Les preocupaba su futuro ahora que tenían tres hijos, pero la etapa que dejaban atrás no había sido fácil.

Tuvieron que criarlos en una casa demasiado pequeña  para todos ellos, estaban muy lejos de cualquier ciudad y tenían que desplazarse a bastante distancia para comprar productos que no fueran meramente básicos.

Afortunadamente, los partos no fueron complicados, porque Adela dio a luz en su casa con ayuda de una matrona con escasos conocimientos.

Decidieron volver a la capital por sus hijos, para que pudieran seguir estudiando y tuvieran más oportunidades.

Allá iniciaron un nuevo periplo, que los llevó a los almacenes “La Maravilla”, donde precisaban de una persona  para coordinar los pedidos cuyo volumen estaba aumentando considerablemente.

Francisco era el encargado de entrevistar a los candidatos y en cuanto vio a Jesús  lo reconoció, de la travesía en barco donde se habían conocido.

La alegría de volver a verse fue mutua, ya que durante el viaje habían tenido bastantes ocasiones para charlar y descubrieron que tenían gran afinidad entre ellos.

Ambos eran jóvenes resueltos, con muchas ilusiones puestas en su futuro  y dispuestos  a trabajar duro para salir adelante en un país que les era extraño, lejos de sus familias, a las que no sabían si volverían a ver, pero con la esperanza de labrarse un porvenir honestamente.

Desde entonces no se habían visto, hacía ya unos cuantos  años y Francisco no dudó en proponerle trabajar con ellos. Le contó que el negocio pertenecía a sus suegros y que estarían muy contentos de contratar a un compatriota.

Para Jesús y Adela fue un cambio de vida muy grande y se instalaron en la ciudad sin mayores problemas, siempre aconsejados por Francisco que ya tenía años de experiencia de vivir allí.

Cuando los niños comenzaran su curso escolar, Adela podría empezar  a trabajar también  de dependienta .El negocio estaba en expansión y próximamente iban a abrir un nuevo almacén en otro barrio de la cuidad.

Francisco y Martina no tenían hijos, aunque lo deseaban con todas sus fuerzas, pero no perdían la esperanza, todavía eran jóvenes.

Don Javier y Doña Concha suspiraban por ser abuelos, pero no lo hablaban con Martina porque sabían de su preocupación y no querían inquietarla más.

Ella era feliz en su matrimonio, pero no se sentía completa si no le daba hijos a Francisco. Sabía lo importante que era para él y eso la mortificaba sobremanera.

Y sin decirle nada a su marido, decidió consultarlo con un medico.

Le pidió a su hermana que la acompañara. Cuando fue a la consulta estaba hecha un manojo de nervios.

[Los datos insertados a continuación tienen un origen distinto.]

//! Chart export: render figures, build the deck, clean up.
//!
//! The flow has two steps. [`ExportPipeline::prepare`] renders every figure
//! to a temporary PNG, and [`ExportPipeline::generate`] turns the prepared
//! images into a deck and deletes them. [`ExportPipeline::run`] does both.

use crate::Result;
use crate::config::ExportConfig;
use crate::deck::{DeckExporter, DeckLayout, Theme};
use crate::render::{Figure, FigureRenderer, export_figures_to_temp_files};
use chrono::{Local, NaiveDateTime};
use std::path::{Path, PathBuf};
use tracing::{debug, info, warn};

/// MIME type of a .pptx file.
pub const PPTX_MIME: &str =
    "application/vnd.openxmlformats-officedocument.presentationml.presentation";

/// Subtitle of the title slide, e.g. `Generated on March 05, 2024`.
pub fn generated_on(at: NaiveDateTime) -> String {
    format!("Generated on {}", at.format("%B %d, %Y"))
}

/// File name offered for download, e.g. `Performance_Charts_20240305_141500.pptx`.
pub fn download_file_name(page_name: &str, at: NaiveDateTime) -> String {
    format!("{}_Charts_{}.pptx", page_name, at.format("%Y%m%d_%H%M%S"))
}

/// Build a deck from chart images.
///
/// The deck opens with a title slide for `page_name`. Each slot holding an
/// existing file becomes an image slide titled `"{page_name} - Chart {i + 1}"`,
/// where `i` is the slot index, so failed charts leave gaps in the numbering.
pub fn create_ppt_from_images<P: AsRef<Path>>(
    image_paths: &[Option<P>],
    page_name: &str,
    theme: &Theme,
    layout: &DeckLayout,
    generated_at: NaiveDateTime,
) -> Result<Vec<u8>> {
    let mut deck = DeckExporter::with_params(theme.clone(), *layout)?;
    deck.set_document_title(page_name);
    deck.add_title_slide(page_name, Some(&generated_on(generated_at)));

    for (index, slot) in image_paths.iter().enumerate() {
        let Some(path) = slot else {
            continue;
        };
        let path: &Path = path.as_ref();
        if !path.exists() {
            warn!(chart = index + 1, path = %path.display(), "chart image missing, skipping");
            continue;
        }
        let title = format!("{} - Chart {}", page_name, index + 1);
        deck.add_image_slide(path, Some(&title))?;
    }

    let bytes = deck.save()?;
    info!(slides = deck.slide_count(), bytes = bytes.len(), "deck built");
    Ok(bytes)
}

/// Delete temporary chart images. Errors are logged and ignored.
pub fn cleanup_temp_files<P: AsRef<Path>>(paths: &[Option<P>]) {
    for path in paths.iter().flatten() {
        let path: &Path = path.as_ref();
        if !path.exists() {
            continue;
        }
        match std::fs::remove_file(path) {
            Ok(()) => debug!(path = %path.display(), "temp file removed"),
            Err(e) => debug!(path = %path.display(), error = %e, "could not remove temp file"),
        }
    }
}

/// Chart images rendered by [`ExportPipeline::prepare`].
#[derive(Debug, Clone, PartialEq, Eq)]
pub struct PreparedCharts {
    /// One slot per figure; `None` where rendering failed
    pub paths: Vec<Option<PathBuf>>,
}

impl PreparedCharts {
    pub fn total(&self) -> usize {
        self.paths.len()
    }

    /// Number of charts that rendered.
    pub fn prepared(&self) -> usize {
        self.paths.iter().filter(|p| p.is_some()).count()
    }

    /// Delete the images without building a deck.
    pub fn discard(self) {
        cleanup_temp_files(&self.paths);
    }
}

/// A finished deck, ready to be saved or served.
#[derive(Debug, Clone, PartialEq, Eq)]
pub struct ExportArtifact {
    pub file_name: String,
    pub mime: &'static str,
    pub bytes: Vec<u8>,
    pub prepared: usize,
    pub total: usize,
}

impl ExportArtifact {
    /// Write the deck into `dir` under its file name.
    pub fn write_to_dir<P: AsRef<Path>>(&self, dir: P) -> Result<PathBuf> {
        let path = dir.as_ref().join(&self.file_name);
        std::fs::write(&path, &self.bytes)?;
        info!(path = %path.display(), bytes = self.bytes.len(), "deck written");
        Ok(path)
    }
}

/// Renders figure columns and assembles them into a deck.
#[derive(Debug)]
pub struct ExportPipeline<R> {
    renderer: R,
    config: ExportConfig,
}

impl<R: FigureRenderer> ExportPipeline<R> {
    pub fn new(renderer: R, config: ExportConfig) -> Self {
        Self { renderer, config }
    }

    pub fn config(&self) -> &ExportConfig {
        &self.config
    }

    /// Render all figures, first column first, to temporary files.
    pub fn prepare(&self, columns: &[Vec<Figure>]) -> PreparedCharts {
        let figures: Vec<Figure> = columns.iter().flatten().cloned().collect();
        info!(total = figures.len(), "exporting charts to images");

        let paths = export_figures_to_temp_files(
            &figures,
            &self.renderer,
            &self.config.render,
            self.config.temp_dir.as_deref(),
        );
        let prepared = PreparedCharts { paths };
        info!("Prepared {}/{} charts", prepared.prepared(), prepared.total());
        prepared
    }

    /// Build the deck from prepared images, stamped with the current local time.
    pub fn generate(&self, prepared: PreparedCharts) -> Result<ExportArtifact> {
        self.generate_at(prepared, Local::now().naive_local())
    }

    /// Build the deck from prepared images.
    ///
    /// The images are deleted whether or not the deck could be built.
    pub fn generate_at(
        &self,
        prepared: PreparedCharts,
        at: NaiveDateTime,
    ) -> Result<ExportArtifact> {
        let result = create_ppt_from_images(
            &prepared.paths,
            &self.config.page_name,
            &self.config.theme,
            &self.config.layout,
            at,
        );
        cleanup_temp_files(&prepared.paths);

        let bytes = result?;
        Ok(ExportArtifact {
            file_name: download_file_name(&self.config.page_name, at),
            mime: PPTX_MIME,
            bytes,
            prepared: prepared.prepared(),
            total: prepared.total(),
        })
    }

    /// Prepare and generate in one step.
    pub fn run(&self, columns: &[Vec<Figure>]) -> Result<ExportArtifact> {
        let prepared = self.prepare(columns);
        if prepared.total() == 0 {
            warn!("no figures to export, the deck only has a title slide");
        }
        self.generate(prepared)
    }
}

El doctor que la atendió era un hombre entrado en años, amable y tranquilo. Le hizo algunas preguntas y después, un chequeo.

Y concluyó:

–Es usted una mujer joven y sana. Aparentemente no tiene motivos  para no poder tener hijos—dijo con una sonrisa.

–Tómeselo con calma, no piense tanto en ello y no se obsesione—prosiguió—Váyase a su casa y proponga a su marido tomarse unos días de vacaciones. Ya verá cómo todo va a ir bien.

Las palabras de aquel médico obraron el milagro, pues unos meses después Martina estaba encinta.

Dio a luz a un niño al que como no podía ser de otra manera, llamaron Francisco.

La noticia viajó al otro lado del mundo y todos se complacieron.

Sin embargo, a pesar de la felicidad de haber sido padre, en el fondo de su ser Francisco se preguntaba cómo hubiera sido su vida  de haberla compartido con Carmen.

Y se acordó de sus padres y sus hermanos y una sombra de nostalgia invadió su corazón.

¡Cuánto los echaba de menos! ¿Cuándo los volvería a ver?